With regard to the first issue (how to adjust the contributions of NMPH), one intriguing idea is that these contributions could be titrated by varying local levels of cortical excitability, e.g., by varying the amplitude of inhibitory oscillations [1,59]. Lowering the local level of inhibition allows competing memories that are presently inactive (because inhibition outweighs excitation) to become active; this has the effect of pulling these memories from the far-left side of the U-shaped curve to the moderate-activation region associated with differentiation or even the high activation region associated with integration. Thus, by increasing the extent to which competing memories come to mind, larger-amplitude oscillations could lead to more representational change, which would help mitigate competition and boost subsequent memory. Although existing studies have not directly tested this claim, it is consistent with data showing that theta oscillation amplitude at encoding predicts subsequent retrieval success (e.g., [82–84]).
If the brain up-regulates NMPH learning by up-regulating inhibitory oscillations, what triggers that change? Under the assumption that NMPH learning should be ramped up when competition is high, it would make sense to have brain regions that are involved in detecting and resolving retrieval competition (e.g., anterior cingulate cortex and ventrolateral prefrontal cortex [85]) control the strength of oscillations. Indeed, a possible path for this exists: Ventral prefrontal regions project to the basal forebrain, which controls the release of acetylcholine, which (in turn) is known to modulate oscillation strength (for a review, see [86]).

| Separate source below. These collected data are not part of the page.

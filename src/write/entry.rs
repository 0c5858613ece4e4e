// Copyright (c) 2021 Harry [Majored] [hello@majored.pw]
// MIT License (https://github.com/Majored/rs-async-zip/blob/main/LICENSE)

use std::io::Read;

use crc32fast::Hasher;

use crate::entry::{EntryData, EntryKind, EntrySource, Precompressed};
use crate::error::{Result, ZipError};
use crate::spec::compression::Compression;
use crate::spec::consts::{DIRECTORY_ATTRIBUTE, FILE_ATTRIBUTE, NON_ZIP64_MAX_SIZE, VERSION};
use crate::spec::header::{DataDescriptor, GeneralPurposeFlag, LocalFileHeader, Zip64ExtendedInformationExtraField};
use crate::spec::pack::dos_timestamp;
use crate::write::CentralDirectoryEntry;

/// Normalises an entry name as it will appear within the archive.
///
/// Directories always end with a slash and leading slashes are stripped from every name (Windows' built-in archive
/// viewer refuses absolute names). Names left empty by this, such as a lone `/`, are rejected.
pub(crate) fn normalize_name(name: &str, kind: EntryKind) -> Result<String> {
    let trimmed = name.trim_start_matches('/');

    match kind {
        _ if trimmed.is_empty() => Err(ZipError::EmptyEntryName(name.to_owned())),
        EntryKind::Directory if !trimmed.ends_with('/') => Ok(format!("{trimmed}/")),
        _ => Ok(trimmed.to_owned()),
    }
}

/// The state of the entry currently being emitted.
///
/// Lives from its local file header until its data descriptor, and is dropped (along with any open reader) as soon
/// as the entry completes or the pass is abandoned.
pub(crate) struct EntryState {
    pub(crate) index: usize,
    reader: Option<Box<dyn Read + Send>>,
    hasher: Hasher,
    compressed_size: u64,
    uncompressed_size: u64,
    pending: PendingRecord,
}

/// The central directory fields known once the local file header has been emitted.
struct PendingRecord {
    name: String,
    compression: Compression,
    flags: GeneralPurposeFlag,
    mod_time: u32,
    external_attributes: u32,
    precompressed: Option<Precompressed>,
    lh_offset: u64,
    record_length: u64,
}

impl EntryState {
    /// Opens an entry's data and builds its local file header.
    ///
    /// The header, filename and ZIP64 placeholder are returned as a single chunk. Nothing is returned if the source
    /// can't be opened, so a failed entry never leaves a dangling header behind.
    #[tracing::instrument(skip(source), fields(name = source.name()))]
    pub(crate) fn begin(index: usize, source: &dyn EntrySource, lh_offset: u64) -> Result<(Self, Vec<u8>)> {
        let kind = source.kind();
        let name = normalize_name(source.name(), kind)?;

        let reader = match (kind, source.open_data()) {
            (EntryKind::File, Ok(EntryData::Data(reader))) => Some(reader),
            (EntryKind::File, Ok(EntryData::NoData)) => return Err(ZipError::MissingEntryData(name)),
            (EntryKind::File, Err(err)) => return Err(err),
            (EntryKind::Directory, Ok(EntryData::Data(_))) => {
                tracing::warn!("ignoring data provided by a directory entry");
                None
            }
            (EntryKind::Directory, Ok(EntryData::NoData)) => None,
            (EntryKind::Directory, Err(err)) => {
                tracing::debug!(%err, "directory entry failed to open, treating it as having no data");
                None
            }
        };

        let (precompressed, external_attributes) = match kind {
            EntryKind::File => (source.precompressed(), FILE_ATTRIBUTE),
            EntryKind::Directory => (None, DIRECTORY_ATTRIBUTE),
        };
        let compression = precompressed.map(|precompressed| precompressed.compression).unwrap_or_default();
        let flags = GeneralPurposeFlag { data_descriptor: true, filename_unicode: source.encoding().is_utf8() };
        let mod_time = dos_timestamp(&source.modified_at());
        let extra_field = Zip64ExtendedInformationExtraField::LocalPlaceholder.as_bytes()?;

        let lfh = LocalFileHeader {
            version: VERSION,
            flags: flags.as_u16(),
            compression: compression.into(),
            mod_time,
            // Unknown until the data has been streamed, so deferred to the data descriptor.
            crc: 0,
            compressed_size: NON_ZIP64_MAX_SIZE,
            uncompressed_size: NON_ZIP64_MAX_SIZE,
            file_name_length: name.len() as u64,
            extra_field_length: extra_field.len() as u64,
        };

        let mut header = lfh.as_bytes()?;
        header.extend_from_slice(name.as_bytes());
        header.extend_from_slice(&extra_field);

        tracing::debug!(%name, lh_offset, ?compression, "started entry");

        let pending = PendingRecord {
            name,
            compression,
            flags,
            mod_time,
            external_attributes,
            precompressed,
            lh_offset,
            record_length: header.len() as u64,
        };
        let state = EntryState {
            index,
            reader,
            hasher: Hasher::new(),
            compressed_size: 0,
            uncompressed_size: 0,
            pending,
        };

        Ok((state, header))
    }

    /// Pulls the next block of at most `block_size` bytes from the entry's data.
    ///
    /// Returns `None` once the data is exhausted, at which point the reader is released.
    pub(crate) fn next_block(&mut self, block_size: usize) -> Result<Option<Vec<u8>>> {
        let Some(reader) = self.reader.as_mut() else {
            return Ok(None);
        };

        let mut block = Vec::new();
        let read = reader
            .by_ref()
            .take(block_size as u64)
            .read_to_end(&mut block)
            .map_err(|source| ZipError::SourceReadFailure { name: self.pending.name.clone(), source })?;

        if read == 0 {
            self.reader = None;
            return Ok(None);
        }

        self.hasher.update(&block);
        self.compressed_size += read as u64;
        self.uncompressed_size += read as u64;
        tracing::trace!(read, "streamed block");

        Ok(Some(block))
    }

    /// Consumes this state and builds the entry's data descriptor.
    ///
    /// Also returns the entry's central directory record and the total length of everything emitted for the entry.
    pub(crate) fn finish(self) -> Result<(CentralDirectoryEntry, Vec<u8>, u64)> {
        let (crc, uncompressed_size) = match self.pending.precompressed {
            Some(precompressed) => (precompressed.crc32, precompressed.uncompressed_size),
            None => (self.hasher.finalize(), self.uncompressed_size),
        };

        let descriptor = DataDescriptor { crc, compressed_size: self.compressed_size, uncompressed_size }.as_bytes()?;
        let record_length = self.pending.record_length + self.compressed_size + descriptor.len() as u64;

        tracing::debug!(
            name = %self.pending.name,
            crc,
            compressed_size = self.compressed_size,
            uncompressed_size,
            "finished entry"
        );

        let entry = CentralDirectoryEntry {
            name: self.pending.name,
            compression: self.pending.compression,
            flags: self.pending.flags,
            mod_time: self.pending.mod_time,
            crc,
            compressed_size: self.compressed_size,
            uncompressed_size,
            lh_offset: self.pending.lh_offset,
            external_attributes: self.pending.external_attributes,
        };

        Ok((entry, descriptor, record_length))
    }
}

Concluding remarks and future directions
Determining when learning leads to differentiation vs. integration has been a challenging undertaking for memory researchers. It is hard to imagine a more fundamental question, and the fMRI data reported here show that it is a complex business, full of seemingly contradictory experimental results. We have argued that supplementing supervised learning with nonmonotonic unsupervised learning helps to explain these divergent findings and a wide range of other learning phenomena, including the testing effect, (reverse) retrieval-induced forgetting, and effects of expectation-violation in statistical learning. Although there is still much more work to be done (see Outstanding Questions box), the research reviewed here shows that the flow of activation through neural networks can powerfully sculpt memories that are activated, strengthening or weakening them, and pushing them together or pulling them apart, in ways that can not always be explained by supervised learning. Now that we have the means to track both memory activation and the resulting representational change in humans, with fMRI, we expect rapid progress in characterizing these unsupervised learning effects in the years to come.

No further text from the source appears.